Poi, con un proiettile dietro l’altro, gli provocano un decesso lento e doloroso, per esporre quindi in una lavanderia la salma – come un trofeo tenuto con gli occhi aperti – e dimostrarne così l’identità e la sconfitta.

Le sue mani vengono tagliate e conservate in formalina, mentre il corpo, insieme ai cadaveri degli altri compagni, sparisce addirittura prima dell’arrivo sul luogo dell’allora presidente Barrientos.

L’esercito sostiene che l’uomo che lo ha ucciso – il tenente Mario Terán – è finito suicida l’anno successivo, e solo 30 anni dopo autorizza gli scavi per riportare alla luce i resti di quei nemici, salvo poi appoggiare il sindaco locale che ordina lo stop alle prime ricerche, durate un anno e mezzo. Questo lungo lasso di tempo – si sostiene nel video – è giustificato dal fatto che l’oblìo faceva comodo ad entrambi i blocchi contrapposti USA-URSS, almeno fino alla caduta del muro di Berlino.

Il Che, da fautore dell’alleanza con l’Unione Sovietica era passato ad una posizione critica verso la superpotenza russa, e in un discorso ad Algeri ne denunciò da una parte il ruolo di complicità nell’imperialismo, e, dall’altra, la vendita sia dei generi di prima necessità a prezzi di mercato che delle armi alle guerriglie (invece di fornirle).

Ma l’URSS era anche il principale “partner” commerciale di Cuba.

Così, questo rifiuto della “realpolitik” lo rende il sognatore che scelse di esportare la Rivoluzione con un pugno di uomini e poche munizioni.

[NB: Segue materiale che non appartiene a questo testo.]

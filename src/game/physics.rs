//! Ball and paddle kinematics, collision resolution, scoring
//!
//! `step` is a pure function of the match state and rules; the tick loop is
//! its only caller. All positional inputs are clamped, never rejected.

use crate::ws::protocol::Side;

use super::state::{
    clamp_paddle, MatchRules, MatchState, PaddleControl, ServePhase, BALL_RADIUS, FIELD_MAX,
    FIELD_MIN, LEFT_GOAL_LINE, LEFT_PADDLE_FACE, MAX_PADDLE_SPEED, PADDLE_HALF_HEIGHT,
    RIGHT_GOAL_LINE, RIGHT_PADDLE_FACE,
};

/// What happened during one simulation step
#[derive(Debug, Clone, Copy, PartialEq)]
pub enum StepEvent {
    PaddleHit(Side),
    Goal { scorer: Side },
    BallServed,
    Finished { winner: Side },
}

/// Advance the match by one tick.
///
/// Order within a tick is fixed for determinism: paddles move first, then
/// the ball, then wall reflection, then paddle collision (left before
/// right), then goal detection (left goal line before right).
pub fn step(state: &mut MatchState, rules: &MatchRules) -> Vec<StepEvent> {
    let mut events = Vec::new();

    if state.finished {
        return events;
    }

    move_paddles(state, rules);

    match state.phase {
        ServePhase::Rally => {
            advance_ball(state);
            resolve_paddle_collisions(state, rules, &mut events);
            resolve_goals(state, rules, &mut events);
        }
        ServePhase::Scoring { conceded } => {
            // Ball keeps travelling one frame per tick until fully off-field
            advance_ball(state);
            if state.ball_x < FIELD_MIN - BALL_RADIUS || state.ball_x > FIELD_MAX + BALL_RADIUS {
                state.phase = ServePhase::Settling {
                    conceded,
                    ticks_left: rules.settle_ticks,
                };
            }
        }
        ServePhase::Settling {
            conceded,
            ticks_left,
        } => {
            if ticks_left <= 1 {
                serve_ball(state, rules, conceded);
                events.push(StepEvent::BallServed);
            } else {
                state.phase = ServePhase::Settling {
                    conceded,
                    ticks_left: ticks_left - 1,
                };
            }
        }
    }

    events
}

/// Apply per-paddle intent: direct velocity for humans, capped
/// target-seeking for the AI
fn move_paddles(state: &mut MatchState, rules: &MatchRules) {
    state.paddle_left = moved_paddle(state.paddle_left, state.control_left, rules);
    state.paddle_right = moved_paddle(state.paddle_right, state.control_right, rules);
}

fn moved_paddle(position: f32, control: PaddleControl, rules: &MatchRules) -> f32 {
    match control {
        PaddleControl::Velocity(speed) => {
            let speed = speed.clamp(-MAX_PADDLE_SPEED, MAX_PADDLE_SPEED);
            clamp_paddle(position + speed)
        }
        PaddleControl::Seeking(target) => {
            let target = clamp_paddle(target);
            let dist = target - position;
            if dist.abs() < rules.snap_epsilon {
                target
            } else {
                clamp_paddle(position + dist.clamp(-rules.max_seek_step, rules.max_seek_step))
            }
        }
    }
}

fn advance_ball(state: &mut MatchState) {
    state.ball_x += state.ball_vx;
    state.ball_y += state.ball_vy;

    // Vertical wall reflection: clamp in, flip vy
    if state.ball_y <= FIELD_MIN {
        state.ball_y = FIELD_MIN;
        state.ball_vy = state.ball_vy.abs();
    } else if state.ball_y >= FIELD_MAX {
        state.ball_y = FIELD_MAX;
        state.ball_vy = -state.ball_vy.abs();
    }
}

fn resolve_paddle_collisions(state: &mut MatchState, rules: &MatchRules, events: &mut Vec<StepEvent>) {
    // Left paddle: requires an approaching ball; the flush snap below also
    // prevents re-triggering while still overlapping the face plane
    if state.ball_vx < 0.0
        && state.ball_x - BALL_RADIUS <= LEFT_PADDLE_FACE
        && (state.ball_y - state.paddle_left).abs() <= PADDLE_HALF_HEIGHT
    {
        state.ball_vx = state.ball_vx.abs() + rules.rally_speedup;
        state.ball_vy += rules.rally_speedup * state.ball_vy.signum();
        state.ball_x = LEFT_PADDLE_FACE + BALL_RADIUS;
        events.push(StepEvent::PaddleHit(Side::Left));
    }

    if state.ball_vx > 0.0
        && state.ball_x + BALL_RADIUS >= RIGHT_PADDLE_FACE
        && (state.ball_y - state.paddle_right).abs() <= PADDLE_HALF_HEIGHT
    {
        state.ball_vx = -(state.ball_vx.abs() + rules.rally_speedup);
        state.ball_vy += rules.rally_speedup * state.ball_vy.signum();
        state.ball_x = RIGHT_PADDLE_FACE - BALL_RADIUS;
        events.push(StepEvent::PaddleHit(Side::Right));
    }
}

/// Goal detection, left goal line first so any simultaneous crossing is
/// resolved deterministically
fn resolve_goals(state: &mut MatchState, rules: &MatchRules, events: &mut Vec<StepEvent>) {
    if state.ball_x - BALL_RADIUS <= LEFT_GOAL_LINE {
        score_goal(state, rules, Side::Right, events);
    } else if state.ball_x + BALL_RADIUS >= RIGHT_GOAL_LINE {
        score_goal(state, rules, Side::Left, events);
    }
}

fn score_goal(state: &mut MatchState, rules: &MatchRules, scorer: Side, events: &mut Vec<StepEvent>) {
    match scorer {
        Side::Left => state.score_left += 1,
        Side::Right => state.score_right += 1,
    }
    events.push(StepEvent::Goal { scorer });

    if state.score(scorer) >= rules.winning_score {
        state.finished = true;
        events.push(StepEvent::Finished { winner: scorer });
        return;
    }

    state.phase = ServePhase::Scoring {
        conceded: scorer.opposite(),
    };
}

/// Reset the ball to center and serve toward the given side. After a goal
/// that is the side that conceded; at match start it is the configured
/// opening side.
pub fn serve_ball(state: &mut MatchState, rules: &MatchRules, toward: Side) {
    state.ball_x = 50.0;
    state.ball_y = 50.0;
    state.ball_vx = match toward {
        Side::Left => -rules.serve_vx.abs(),
        Side::Right => rules.serve_vx.abs(),
    };
    state.ball_vy = rules.serve_vy;
    state.phase = ServePhase::Rally;
}

#[cfg(test)]
mod tests {
    use assert_approx_eq::assert_approx_eq;

    use super::*;

    fn rules() -> MatchRules {
        MatchRules::default()
    }

    fn rally_state(ball: (f32, f32), vel: (f32, f32)) -> MatchState {
        let mut state = MatchState::new();
        state.ball_x = ball.0;
        state.ball_y = ball.1;
        state.ball_vx = vel.0;
        state.ball_vy = vel.1;
        state
    }

    #[test]
    fn free_flight_advances_by_velocity() {
        let mut state = rally_state((50.0, 50.0), (1.0, 1.0));
        step(&mut state, &rules());
        assert_approx_eq!(state.ball_x, 51.0);
        assert_approx_eq!(state.ball_y, 51.0);
    }

    #[test]
    fn ceiling_and_floor_reflect_and_clamp() {
        let mut state = rally_state((50.0, 99.8), (0.5, 1.0));
        step(&mut state, &rules());
        assert_approx_eq!(state.ball_y, 100.0);
        assert!(state.ball_vy < 0.0);

        let mut state = rally_state((50.0, 0.3), (0.5, -1.0));
        step(&mut state, &rules());
        assert_approx_eq!(state.ball_y, 0.0);
        assert!(state.ball_vy > 0.0);
    }

    #[test]
    fn left_paddle_reflects_and_snaps_flush() {
        // Ball at x=6 moving left; after advancing to x=5 its leading edge
        // (3.75) is past the face plane and within the paddle band
        let mut state = rally_state((6.0, 50.0), (-1.0, 0.0));
        state.paddle_left = 50.0;

        let events = step(&mut state, &rules());

        assert!(events.contains(&StepEvent::PaddleHit(Side::Left)));
        assert_approx_eq!(state.ball_vx, 1.0);
        assert_approx_eq!(state.ball_x, LEFT_PADDLE_FACE + BALL_RADIUS);
    }

    #[test]
    fn paddle_hit_does_not_re_reverse_while_overlapping() {
        let mut state = rally_state((6.0, 50.0), (-1.0, 0.0));
        step(&mut state, &rules());
        let vx_after_hit = state.ball_vx;

        // Repeated steps move the ball away without flipping vx again
        step(&mut state, &rules());
        step(&mut state, &rules());
        assert_approx_eq!(state.ball_vx, vx_after_hit);
        assert!(state.ball_x > LEFT_PADDLE_FACE + BALL_RADIUS);
    }

    #[test]
    fn ball_outside_paddle_band_is_not_saved() {
        let mut state = rally_state((6.0, 90.0), (-1.0, 0.0));
        state.paddle_left = 50.0;

        let events = step(&mut state, &rules());
        assert!(events.is_empty());
        assert!(state.ball_vx < 0.0);
    }

    #[test]
    fn missed_ball_scores_for_the_opposing_side() {
        let mut state = rally_state((3.5, 90.0), (-1.0, 0.0));
        state.paddle_left = 20.0;

        let events = step(&mut state, &rules());

        assert!(events.contains(&StepEvent::Goal { scorer: Side::Right }));
        assert_eq!(state.score_right, 1);
        assert_eq!(state.score_left, 0);
        assert!(matches!(
            state.phase,
            ServePhase::Scoring { conceded: Side::Left }
        ));
    }

    #[test]
    fn goal_increments_exactly_once_per_crossing() {
        let mut state = rally_state((3.5, 90.0), (-1.0, 0.0));
        state.paddle_left = 20.0;
        step(&mut state, &rules());
        assert_eq!(state.score_right, 1);

        // Further ticks ride out the Scoring and Settling phases without
        // any additional goal event
        for _ in 0..200 {
            let events = step(&mut state, &rules());
            assert!(!events
                .iter()
                .any(|e| matches!(e, StepEvent::Goal { .. })));
            if matches!(state.phase, ServePhase::Rally) {
                break;
            }
        }
        assert_eq!(state.score_right, 1);
    }

    #[test]
    fn scoring_pause_exits_field_then_settles_then_serves() {
        let mut state = rally_state((3.5, 50.0), (-1.0, 0.0));
        state.paddle_left = 90.0;
        let r = rules();

        step(&mut state, &r);
        assert!(matches!(state.phase, ServePhase::Scoring { .. }));

        // Ball travels off-field one frame at a time
        while matches!(state.phase, ServePhase::Scoring { .. }) {
            step(&mut state, &r);
        }
        assert!(matches!(state.phase, ServePhase::Settling { .. }));

        let mut served = false;
        for _ in 0..=r.settle_ticks {
            if step(&mut state, &r).contains(&StepEvent::BallServed) {
                served = true;
                break;
            }
        }
        assert!(served);
        assert_approx_eq!(state.ball_x, 50.0);
        assert_approx_eq!(state.ball_y, 50.0);
        // Service is directed toward the side that conceded
        assert!(state.ball_vx < 0.0);
    }

    #[test]
    fn serve_direction_targets_conceding_side() {
        let mut state = MatchState::new();
        let r = rules();

        state.phase = ServePhase::Settling {
            conceded: Side::Right,
            ticks_left: 1,
        };
        step(&mut state, &r);
        assert!(state.ball_vx > 0.0);

        state.phase = ServePhase::Settling {
            conceded: Side::Left,
            ticks_left: 1,
        };
        step(&mut state, &r);
        assert!(state.ball_vx < 0.0);
    }

    #[test]
    fn match_finishes_exactly_at_winning_score() {
        let mut state = rally_state((3.5, 90.0), (-1.0, 0.0));
        state.paddle_left = 20.0;
        state.score_right = 3;
        let r = MatchRules {
            winning_score: 5,
            ..rules()
        };

        let events = step(&mut state, &r);
        assert_eq!(state.score_right, 4);
        assert!(!state.finished);
        assert!(!events
            .iter()
            .any(|e| matches!(e, StepEvent::Finished { .. })));

        // Replay the same approach for the final point
        state.phase = ServePhase::Rally;
        state.ball_x = 3.5;
        state.ball_y = 90.0;
        state.ball_vx = -1.0;
        let events = step(&mut state, &r);
        assert_eq!(state.score_right, 5);
        assert!(state.finished);
        assert!(events.contains(&StepEvent::Finished {
            winner: Side::Right
        }));
    }

    #[test]
    fn finished_match_ignores_further_steps() {
        let mut state = rally_state((50.0, 50.0), (1.0, 1.0));
        state.finished = true;

        let events = step(&mut state, &rules());
        assert!(events.is_empty());
        assert_approx_eq!(state.ball_x, 50.0);
    }

    #[test]
    fn human_paddle_integrates_velocity_with_clamp() {
        let mut state = rally_state((50.0, 50.0), (0.0, 0.0));
        state.control_left = PaddleControl::Velocity(3.0);
        step(&mut state, &rules());
        assert_approx_eq!(state.paddle_left, 53.0);

        // Excessive speed intent is capped, position stays in the field
        state.control_left = PaddleControl::Velocity(1000.0);
        for _ in 0..40 {
            step(&mut state, &rules());
        }
        assert_approx_eq!(state.paddle_left, FIELD_MAX - PADDLE_HALF_HEIGHT);
    }

    #[test]
    fn seeking_paddle_moves_at_capped_rate_and_snaps() {
        let mut state = rally_state((50.0, 50.0), (0.0, 0.0));
        state.control_right = PaddleControl::Seeking(60.0);
        let r = rules();

        step(&mut state, &r);
        assert_approx_eq!(state.paddle_right, 52.0);

        for _ in 0..10 {
            step(&mut state, &r);
        }
        assert_approx_eq!(state.paddle_right, 60.0);
    }

    #[test]
    fn rally_speedup_escalates_both_components() {
        let r = MatchRules {
            rally_speedup: 0.25,
            ..rules()
        };
        let mut state = rally_state((6.0, 50.0), (-1.0, 0.5));
        step(&mut state, &r);

        assert_approx_eq!(state.ball_vx, 1.25);
        assert_approx_eq!(state.ball_vy, 0.75);
    }
}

In piena guerra fredda, anche in Italia la verità è stata seppellita: il documentario cita il caso del giornalista Roberto Savio, già fondatore dell’importante Interpress Service – agenzia sul terzo mondo, gestita da una cooperativa senza scopo di lucro – e oggi a capo del gruppo comunicazione del Forum Sociale Mondiale.

Savio, allora alla RAI, filma nel 1973 ‘inchiesta su un mito’, raccoglie 135 testimonianze e smentisce la versione ufficiale, intervistando – per la prima volta – Terán.

Individua l’ubicazione dei corpi dei ribelli.

Per la messa in onda TV del lavoro, erano state previste tre puntate da poco più di un’ora ciascuna. «Villy De Luca e Sergio Zavoli – ci racconta – l’hanno rimontato completamente, mostrando il Che come un pazzo».

Savio indice allora una conferenza stampa, in cui prende le distanze dall’operazione, e la RAI lo licenzia.

Tutto il girato è stato successivamente bruciato, compreso altro materiale sul ruolo statunitense. Savio e il suo montatore sono riusciti a salvarne solo una copia di lavorazione, in piccola parte utilizzata in ‘Che Guevara – il corpo e il mito’.

E in Bolivia, oggi?

La zona di Vallegrande resta povera, la lavanderia è diventata un monumento ricoperto di graffiti di pellegrini, i contadini da qualche anno in qua fanno dire messe in chiesa per il Che (prima era vietato) e pregano il loro Sant’Ernesto de la Higuera.